What to work on: Below are the records. List every line holding the word "CodecError".

Entries taken from a collection:
>>

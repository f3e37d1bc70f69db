// SPDX-FileCopyrightText: 2026 ArcheBase
//
// SPDX-License-Identifier: MulanPSL-2.0

//! Output column names.
//!
//! Marker names become three motion columns each (`name_x`, `name_y`,
//! `name_z`). Analog names lose whitespace and the `Force.` / `Moment.`
//! prefixes capture software adds, so `Force.Fz1` becomes `Fz1`.

use std::io::{Read, Seek};

use serde::Serialize;
use tracing::debug;

use super::strings::StringFallbacks;
use crate::io::formats::c3d::{C3dReader, ParameterSection};
use crate::{CodecError, Result};

/// Axis suffixes appended to each marker name.
pub const AXIS_SUFFIXES: [&str; 3] = ["_x", "_y", "_z"];

/// Tokens removed from analog channel names.
pub const ANALOG_NOISE_TOKENS: [&str; 2] = ["Force.", "Moment."];

/// Column names of both output tables, in storage order.
#[derive(Debug, Clone, Default, PartialEq, Eq, Serialize)]
pub struct ChannelLabelSet {
    /// Motion-capture columns, three per marker
    pub motion: Vec<String>,
    /// Analog columns, one per channel
    pub analog: Vec<String>,
}

impl ChannelLabelSet {
    /// Number of markers.
    pub fn marker_count(&self) -> usize {
        self.motion.len() / AXIS_SUFFIXES.len()
    }

    /// Marker names without axis suffixes.
    pub fn markers(&self) -> impl Iterator<Item = &str> {
        self.motion
            .iter()
            .step_by(AXIS_SUFFIXES.len())
            .map(|label| label.strip_suffix(AXIS_SUFFIXES[0]).unwrap_or(label.as_str()))
    }
}

fn strip_whitespace(name: &str) -> String {
    name.chars().filter(|c| !c.is_whitespace()).collect()
}

/// Normalise one analog channel name.
pub fn clean_analog_label(name: &str) -> String {
    ANALOG_NOISE_TOKENS
        .iter()
        .fold(strip_whitespace(name), |label, token| label.replace(token, ""))
}

/// Expand marker names into per-axis motion columns.
///
/// `names` is truncated or padded to `points` entries. Missing markers are
/// named `Marker{n}` counting from one.
pub fn motion_labels<S: AsRef<str>>(names: &[S], points: usize) -> Vec<String> {
    let mut labels = Vec::with_capacity(points * AXIS_SUFFIXES.len());
    for n in 0..points {
        let marker = match names.get(n) {
            Some(name) => strip_whitespace(name.as_ref()),
            None => format!("Marker{}", n + 1),
        };
        labels.extend(AXIS_SUFFIXES.iter().map(|axis| format!("{marker}{axis}")));
    }
    labels
}

/// Read a continued label list and decode each entry.
fn label_list(
    parameters: &ParameterSection,
    fallbacks: &StringFallbacks,
    group: &str,
) -> Vec<String> {
    let field = format!("{group}:LABELS");
    parameters
        .continued_strings(group, "LABELS")
        .into_iter()
        .map(|raw| fallbacks.decode(&field, raw).value)
        .collect()
}

/// `GROUP:USED`, when present and numeric.
fn used_count(parameters: &ParameterSection, group: &str) -> Option<usize> {
    parameters.get(group, "USED").and_then(|p| p.as_count())
}

/// Resolve the column names of a capture.
///
/// Markers are limited to `POINT:USED` and never exceed the points stored
/// per frame.
///
/// Fails with [`CodecError::MissingField`] when there are no analog labels
/// and with a format error when their count disagrees with the channel
/// count recorded in the header.
pub fn resolve_labels<R: Read + Seek>(
    reader: &C3dReader<R>,
    fallbacks: &StringFallbacks,
) -> Result<ChannelLabelSet> {
    let parameters = reader.parameters();
    let header = reader.header();

    let stored = header.point_count as usize;
    let points = used_count(parameters, "POINT").map_or(stored, |used| used.min(stored));
    let markers = label_list(parameters, fallbacks, "POINT");
    if markers.len() < points {
        debug!(
            labelled = markers.len(),
            points, "padding unlabelled markers"
        );
    }
    let motion = motion_labels(&markers, points);

    let mut analog: Vec<String> = label_list(parameters, fallbacks, "ANALOG")
        .iter()
        .map(|name| clean_analog_label(name))
        .collect();
    if let Some(used) = used_count(parameters, "ANALOG") {
        analog.truncate(used);
    }
    if analog.is_empty() {
        return Err(CodecError::missing("ANALOG", "LABELS"));
    }

    let channels = header.analog_channels();
    if analog.len() != channels {
        return Err(CodecError::format(
            "resolve_labels",
            format!(
                "{} analog labels for {channels} channels in the frame data",
                analog.len()
            ),
        ));
    }

    debug!(
        motion = motion.len(),
        analog = analog.len(),
        "resolved channel labels"
    );
    Ok(ChannelLabelSet { motion, analog })
}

<<

Exercise solution:
use crate::{CodecError, Result};
/// Fails with [`CodecError::MissingField`] when there are no analog labels
        return Err(CodecError::missing("ANALOG", "LABELS"));
        return Err(CodecError::format(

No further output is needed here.